The Rick and Morty Every-Universe Fallacy

If anything can happen, would that imply that everything does happen?

James F. O'Brien
10 min readMay 2, 2022

Rick and Morty’s cartoon metaphysics

Rick and Morty is a witty science fiction cartoon series that finds much of its humor by exploring the metaphysical implications of scientific theories. The episodes are fun and entertaining with plenty of dark humor, and although the stories sometimes get a bit absurd, they are at least vaguely plausible and consistent with the show’s sort-of-scientific premises. The show’s effort at consistency keeps it interesting and also invites analysis and critique of that consistency. In this case, we examine the show’s Every-Universe theory.

(To be clear, I don’t see pointing out something that I disagree with as an attack on the show or its creators. I’m a huge fan and I wrote this because the show got me thinking about something that I’d like to share.)

If you’ve never watched the series then the relevant context is that Rick Sanchez is an eccentric, brilliant scientist that has built a device allowing him and his grandson, Morty, to move between parallel universes. The idea is that there are an infinite number of parallel universes out there, therefore anything you can think of must exist somewhere in the infinite number of parallel universes.

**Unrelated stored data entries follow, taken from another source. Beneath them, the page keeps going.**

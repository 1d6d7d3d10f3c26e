//! HTTP Client Implementation using Reqwest

use async_trait::async_trait;
use bridge_traits::{
    error::{BridgeError, Result},
    http::{HttpClient, HttpMethod, HttpRequest, HttpResponse},
};
use reqwest::Client;
use std::collections::HashMap;
use std::time::Duration;
use tracing::{debug, warn};

const USER_AGENT: &str = concat!("identity-sync/", env!("CARGO_PKG_VERSION"));

/// Reqwest-based HTTP client implementation
///
/// Performs a single round trip per `execute` call. Connection pooling and
/// TLS come from reqwest; retry, backoff and throttling are handled by the
/// connector request client so that every provider shares one policy.
pub struct ReqwestHttpClient {
    client: Client,
}

impl ReqwestHttpClient {
    /// Create a new HTTP client with default configuration
    pub fn new() -> Result<Self> {
        Self::with_timeout(Duration::from_secs(30))
    }

    /// Create a new HTTP client with custom timeout
    pub fn with_timeout(timeout: Duration) -> Result<Self> {
        let client = Client::builder()
            .timeout(timeout)
            .connect_timeout(Duration::from_secs(10))
            .pool_max_idle_per_host(10)
            .user_agent(USER_AGENT)
            .build()
            .map_err(|e| {
                BridgeError::NotAvailable(format!("Failed to build HTTP client: {}", e))
            })?;

        Ok(Self { client })
    }

    /// Create a new HTTP client with custom configuration
    pub fn with_client(client: Client) -> Self {
        Self { client }
    }

    /// Convert bridge HttpMethod to reqwest Method
    fn convert_method(method: HttpMethod) -> reqwest::Method {
        match method {
            HttpMethod::Get => reqwest::Method::GET,
            HttpMethod::Post => reqwest::Method::POST,
            HttpMethod::Put => reqwest::Method::PUT,
            HttpMethod::Patch => reqwest::Method::PATCH,
            HttpMethod::Delete => reqwest::Method::DELETE,
            HttpMethod::Head => reqwest::Method::HEAD,
        }
    }

    /// Build reqwest request from bridge request
    fn build_request(&self, request: HttpRequest) -> reqwest::RequestBuilder {
        let method = Self::convert_method(request.method);
        let mut req = self.client.request(method, &request.url);

        for (key, value) in request.headers {
            req = req.header(key, value);
        }

        if let Some(body) = request.body {
            req = req.body(body);
        }

        if let Some(timeout) = request.timeout {
            req = req.timeout(timeout);
        }

        req
    }

    /// Map a reqwest failure onto the bridge taxonomy
    fn map_error(error: reqwest::Error) -> BridgeError {
        if error.is_timeout() {
            BridgeError::Timeout(error.to_string())
        } else if error.is_connect() || error.is_request() {
            BridgeError::Network(error.to_string())
        } else {
            BridgeError::OperationFailed(error.to_string())
        }
    }
}

#[async_trait]
impl HttpClient for ReqwestHttpClient {
    async fn execute(&self, request: HttpRequest) -> Result<HttpResponse> {
        debug!(
            method = request.method.as_str(),
            url = %request.url,
            "Executing HTTP request"
        );

        let response = self.build_request(request).send().await.map_err(|e| {
            warn!(error = %e, "HTTP request failed");
            Self::map_error(e)
        })?;

        let status = response.status().as_u16();
        let headers: HashMap<String, String> = response
            .headers()
            .iter()
            .filter_map(|(k, v)| v.to_str().ok().map(|s| (k.to_string(), s.to_string())))
            .collect();

        let body = response.bytes().await.map_err(Self::map_error)?;

        Ok(HttpResponse {
            status,
            headers,
            body,
        })
    }
}
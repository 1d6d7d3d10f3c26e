//! # Identity Correlation Engine
//!
//! Maps raw source records onto canonical identities and devices.
//!
//! ## User records
//!
//! 1. [`validate_user_record`] extracts the attributes
//! 2. [`CorrelationEngine::resolve_canonical_user`] finds the identity:
//!    exact email, then a unique employee id, then a unique name + department
//!    match, else a new identity
//! 3. [`CorrelationEngine::apply_conflict_resolution`] merges the record into
//!    it under the source-category rules
//! 4. The identity is persisted and an activity record appended
//!
//! ## Device records
//!
//! 1. [`validate_device_record`] extracts the attributes
//! 2. [`CorrelationEngine::infer_device_owner`] looks for an owner
//! 3. [`CorrelationEngine::resolve_or_create_device`] matches on MAC, then
//!    name + owner, then IP, else creates the device
//! 4. [`CorrelationEngine::apply_device_update_rules`] merges the record
//!
//! Every failure is per record: validation problems come back as
//! [`CorrelationError::Validation`] and store failures as
//! [`CorrelationError::Store`]. Callers fold them into a
//! [`CorrelationOutcome`](crate::CorrelationOutcome) and move on.

use crate::error::{CorrelationError, Result};
use crate::locks::EntityLocks;
use crate::naming::improve_device_name;
use crate::orphans::OrphanReport;
use crate::outcome::{DeviceCorrelation, UserCorrelation};
use crate::policy::{SourceCategory, SourcePolicy};
use crate::validation::{validate_device_record, validate_user_record, NormalizedDevice, NormalizedUser};
use bridge_traits::time::Clock;
use core_directory::{
    ActivityRecord, CanonicalIdentity, Device, DirectoryError, DirectoryStore, IdentityFilter,
};
use core_runtime::events::{CoreEvent, CorrelationEvent, EventBus};
use core_runtime::logging::redact_if_sensitive;
use regex::Regex;
use serde_json::Value;
use std::sync::{Arc, LazyLock, RwLock};
use tracing::{debug, info, instrument, warn};

static EMBEDDED_EMAIL: LazyLock<Regex> = LazyLock::new(|| {
    Regex::new(r"\b[A-Za-z0-9._%+-]+@[A-Za-z0-9.-]+\.[A-Za-z]{2,}\b")
        .expect("EMBEDDED_EMAIL is a valid regex pattern")
});

trait StoreContext<T> {
    fn context(self, source_system: &str, record_hint: &str) -> Result<T>;
}

impl<T> StoreContext<T> for std::result::Result<T, DirectoryError> {
    fn context(self, source_system: &str, record_hint: &str) -> Result<T> {
        self.map_err(|e| CorrelationError::store(source_system, record_hint, e))
    }
}

pub struct CorrelationEngine {
    store: Arc<dyn DirectoryStore>,
    clock: Arc<dyn Clock>,
    policy: RwLock<SourcePolicy>,
    event_bus: Option<EventBus>,
    locks: EntityLocks,
}
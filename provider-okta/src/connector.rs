//! Okta API connector implementation
//!
//! Implements the `Connector` trait for the Okta Users API v1.

use async_trait::async_trait;
use bridge_traits::http::{HttpClient, HttpResponse, RetryPolicy};
use core_connector::pagination::link_header_next;
use core_connector::{
    Connector, Credentials, HealthCheckResult, PageExtractor, RequestClient, RequestOptions,
    Result,
};
use core_directory::{ApiConnectionConfig, ProviderKind};
use core_runtime::logging::redact_if_sensitive;
use serde_json::Value;
use std::sync::Arc;
use tracing::{info, instrument, warn};

use crate::types::OktaUser;

/// Maximum results per page (Okta API limit)
const MAX_PAGE_SIZE: u32 = 200;

/// Only users that can still sign in or be reactivated
const USER_STATUS_FILTER: &str = r#"status eq "ACTIVE" or status eq "SUSPENDED""#;

/// Okta pages are bare arrays; the next page is announced in the `Link` header.
struct OktaPages;

impl PageExtractor for OktaPages {
    fn records(&self, body: &Value) -> Vec<Value> {
        body.as_array().cloned().unwrap_or_default()
    }

    fn next_page(&self, _body: &Value, response: &HttpResponse) -> Option<String> {
        link_header_next(response)
    }
}

/// Okta API connector
///
/// # Example
///
/// ```ignore
/// use provider_okta::OktaConnector;
///
/// let connector = OktaConnector::from_connection(&connection, &credentials, http, policy)?;
/// let users = connector.fetch_users().await?;
/// ```
pub struct OktaConnector {
    client: RequestClient,
}

impl OktaConnector {
    /// Wrap a request client already pointed at the Okta org URL.
    pub fn new(client: RequestClient, api_token: &str) -> Self {
        let client = client
            .with_default_header("Authorization", format!("SSWS {}", api_token))
            .with_default_header("Accept", "application/json")
            .with_default_header("Content-Type", "application/json");
        Self { client }
    }

    /// # Errors
    ///
    /// Returns `ApiError::Credentials` when `api_token` is missing and
    /// `ApiError::InvalidUrl` for a malformed org URL.
    pub fn from_connection(
        connection: &ApiConnectionConfig,
        credentials: &Credentials,
        http: Arc<dyn HttpClient>,
        policy: RetryPolicy,
    ) -> Result<Self> {
        let api_token = credentials.require("api_token")?;
        let client = RequestClient::for_connection(connection, http, policy)?;
        Ok(Self::new(client, api_token))
    }

    /// Cap on pages followed per listing.
    pub fn with_max_pages(mut self, max_pages: usize) -> Self {
        self.client = self.client.with_max_pages(max_pages);
        self
    }
}

#[async_trait]
impl Connector for OktaConnector {
    fn provider(&self) -> ProviderKind {
        ProviderKind::Okta
    }

    #[instrument(skip(self), fields(source = %self.client.source_name()))]
    async fn test_connection(&self) -> Result<HealthCheckResult> {
        match self
            .client
            .get_json::<OktaUser>("/api/v1/users/me", RequestOptions::new())
            .await
        {
            Ok(me) => {
                let email = me.profile.email.clone();
                info!(
                    user = %redact_if_sensitive("email", email.as_deref().unwrap_or("unknown")),
                    "Okta connection verified"
                );

                let mut result = HealthCheckResult::success(format!(
                    "Connected to Okta as {}",
                    email.as_deref().unwrap_or("unknown")
                ))
                .with_detail("okta_domain", self.client.base_url())
                .with_detail("api_version", "v1");
                if let Some(email) = email {
                    result = result.with_detail("user_email", email);
                }
                Ok(result)
            }
            Err(e) => {
                warn!(error = %e, "Okta connection test failed");
                Ok(HealthCheckResult::failure(format!("Okta connection failed: {}", e)))
            }
        }
    }

    #[instrument(skip(self), fields(source = %self.client.source_name()))]
    async fn fetch_users(&self) -> Result<Vec<Value>> {
        let options = RequestOptions::new()
            .query("limit", MAX_PAGE_SIZE.to_string())
            .query("filter", USER_STATUS_FILTER);

        let raw = self
            .client
            .collect_pages("/api/v1/users", options, &OktaPages)
            .await?;

        let users: Vec<Value> = raw
            .into_iter()
            .filter_map(|record| match serde_json::from_value::<OktaUser>(record) {
                Ok(user) => Some(user.standardize()),
                Err(e) => {
                    warn!(error = %e, "Skipping malformed Okta user");
                    None
                }
            })
            .collect();

        info!("Retrieved {} users from Okta", users.len());
        Ok(users)
    }

    async fn fetch_devices(&self) -> Result<Vec<Value>> {
        info!("Okta does not manage devices, skipping device fetch");
        Ok(Vec::new())
    }
}

#[cfg(test)]
mod tests {
    use super::*;
    use bridge_traits::error::Result as BridgeResult;
    use bridge_traits::http::HttpRequest;
    use bytes::Bytes;
    use core_connector::ApiError;
    use mockall::mock;
    use mockall::Sequence;
    use std::collections::HashMap;

    mock! {
        HttpClient {}

        #[async_trait]
        impl HttpClient for HttpClient {
            async fn execute(&self, request: HttpRequest) -> BridgeResult<HttpResponse>;
        }
    }

    fn connection() -> ApiConnectionConfig {
        ApiConnectionConfig::new("Okta-Prod", ProviderKind::Okta, "https://corp.okta.test", 0)
    }

    fn credentials() -> Credentials {
        Credentials::from_pairs([("api_token", "00abc")])
    }

    fn connector(mock: MockHttpClient) -> OktaConnector {
        OktaConnector::from_connection(&connection(), &credentials(), Arc::new(mock), RetryPolicy::default())
            .unwrap()
    }

    fn response(status: u16, body: &str) -> HttpResponse {
        HttpResponse {
            status,
            headers: HashMap::new(),
            body: Bytes::from(body.to_string()),
        }
    }

    #[test]
    fn test_missing_api_token() {
        let result = OktaConnector::from_connection(
            &connection(),
            &Credentials::default(),
            Arc::new(MockHttpClient::new()),
            RetryPolicy::default(),
        );

        assert!(matches!(result, Err(ApiError::Credentials(_))));
    }

    #[tokio::test]
    async fn test_connection_success() {
        let mut mock_http = MockHttpClient::new();
        mock_http.expect_execute().times(1).returning(|req| {
            assert_eq!(req.url, "https://corp.okta.test/api/v1/users/me");
            assert_eq!(req.headers.get("Authorization").map(String::as_str), Some("SSWS 00abc"));
            Ok(response(200, r#"{"id": "00u1", "profile": {"email": "admin@corp.example"}}"#))
        });

        let result = connector(mock_http).test_connection().await.unwrap();

        assert!(result.success);
        assert_eq!(result.message, "Connected to Okta as admin@corp.example");
        assert_eq!(result.details["okta_domain"], "https://corp.okta.test");
        assert_eq!(result.details["user_email"], "admin@corp.example");
    }

    #[tokio::test]
    async fn test_connection_rejected_token() {
        let mut mock_http = MockHttpClient::new();
        mock_http
            .expect_execute()
            .times(1)
            .returning(|_| Ok(response(401, "Invalid token provided")));

        let result = connector(mock_http).test_connection().await.unwrap();

        assert!(!result.success);
        assert_eq!(
            result.message,
            "Okta connection failed: Authentication failed: Invalid token provided"
        );
    }

    #[tokio::test]
    async fn test_fetch_users_follows_link_header() {
        let mut mock_http = MockHttpClient::new();
        let mut seq = Sequence::new();

        mock_http
            .expect_execute()
            .times(1)
            .in_sequence(&mut seq)
            .returning(|req| {
                assert!(req.url.starts_with("https://corp.okta.test/api/v1/users?"));
                assert!(req.url.contains("limit=200"));
                assert!(req.url.contains("filter="));

                let mut page = response(
                    200,
                    r#"[
                        {"id": "00u1", "status": "ACTIVE", "profile": {"email": "a@corp.example", "firstName": "Ann", "lastName": "Lee"}},
                        {"id": "00u2", "status": "SUSPENDED", "profile": {"email": "b@corp.example"}}
                    ]"#,
                );
                page.headers.insert(
                    "link".to_string(),
                    r#"<https://corp.okta.test/api/v1/users?after=00u2&limit=200>; rel="next""#.to_string(),
                );
                Ok(page)
            });
        mock_http
            .expect_execute()
            .times(1)
            .in_sequence(&mut seq)
            .returning(|req| {
                assert_eq!(req.url, "https://corp.okta.test/api/v1/users?after=00u2&limit=200");
                Ok(response(
                    200,
                    r#"[{"id": "00u3", "status": "LOCKED_OUT", "profile": {"email": "c@corp.example"}}]"#,
                ))
            });

        let users = connector(mock_http).fetch_users().await.unwrap();

        assert_eq!(users.len(), 3);
        assert_eq!(users[0]["full_name"], "Ann Lee");
        assert_eq!(users[0]["status"], "active");
        assert_eq!(users[1]["status"], "disabled");
        assert_eq!(users[2]["email"], "c@corp.example");
        assert_eq!(users[2]["status"], "disabled");
    }

    #[tokio::test]
    async fn test_fetch_users_http_error() {
        let mut mock_http = MockHttpClient::new();
        mock_http
            .expect_execute()
            .times(1)
            .returning(|_| Ok(response(403, "forbidden")));

        let err = connector(mock_http).fetch_users().await.unwrap_err();

        assert!(matches!(err, ApiError::Http { status: 403, .. }));
    }

    #[tokio::test]
    async fn test_fetch_devices_is_empty() {
        let mock_http = MockHttpClient::new();

        let devices = connector(mock_http).fetch_devices().await.unwrap();

        assert!(devices.is_empty());
    }
}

Early on in the series this idea is used as the ultimate way of fixing things that go horribly wrong. When one of Rick’s inventions inadvertently turns everyone on Earth into blob-like monsters from a horror film, the solution is to find another universe where a) Rick did not screwup and turn everyone into monsters, and b) where Rick and Morty have just been killed in an accident. The Rick and Morty that turned everyone into monsters just pick up and move to this very convenient alternate universe that has a place for them. They bury their alternate selves’ bodies in the back yard, and carry on in their place as if nothing happened.

A multitude of parallel universes

This infinite multiverse idea ends up getting used a lot in the series. At one point Rick ends up in a universe exactly like ours, except that everyone is a Nazi fascist, implying that in that universe Hitler was not defeated in WWII or something along those lines. Nazis are evil, things go badly, and Rick ends up in another universe where people are still Nazis fascists, but instead of being humans like us, they are giant talking shrimp people. It sounds silly, but remember the premise is that there are an infinite number of parallel universes, so for any crazy thing you come up with, no matter how bizarre, then according to that theory there must be an alternate universe where that crazy thing is true and normal.

This idea that every imaginable universe exists is a fun trope for the show, but I don’t think the show’s interpretation is consistent with its own multiverse premise. My understanding of the core tenet is that any time a random event occurs, instead of one outcome being randomly selected, duplicate universes are created with there being one duplicate for every possible outcome no matter how improbable. This principle implies that anything that could happen does happen in some universe, but that does not imply that anything anyone could imagine must exist. For a particular something to exist in some parallel universe, there needs to be some possible path through time where that other universe starts with its big bang and then, following whatever the laws of physics are in that universe, the things that could happen do happen, and that universe ends up in a configuration which includes that particular something. In other words, there must be some series of events that could take place that would lead to a universe being as imagined.¹

Consider the example from the show of having a parallel Earth that is just like ours, but everyone is a Nazi. In that universe, I don’t think I’d have been born, so how would there be a parallel me? My mother is Iraqi and she moved to the US in the 60’s to escape the Arab Socialist Baʿath Party that was taking over Iraq. It is hard to imagine that Nazis would allow a non-Aryan Iraqi to immigrate and then go to law school. Furthermore, the reason my mother came to the US instead of some other country is because her sister, my aunt, got married and was living in the US. However, my uncle, in addition to being a warm and jovial person who I miss, was Jewish. A universe exactly like this one, except for the one single difference being that our parallel selves are all Nazis, is internally inconsistent.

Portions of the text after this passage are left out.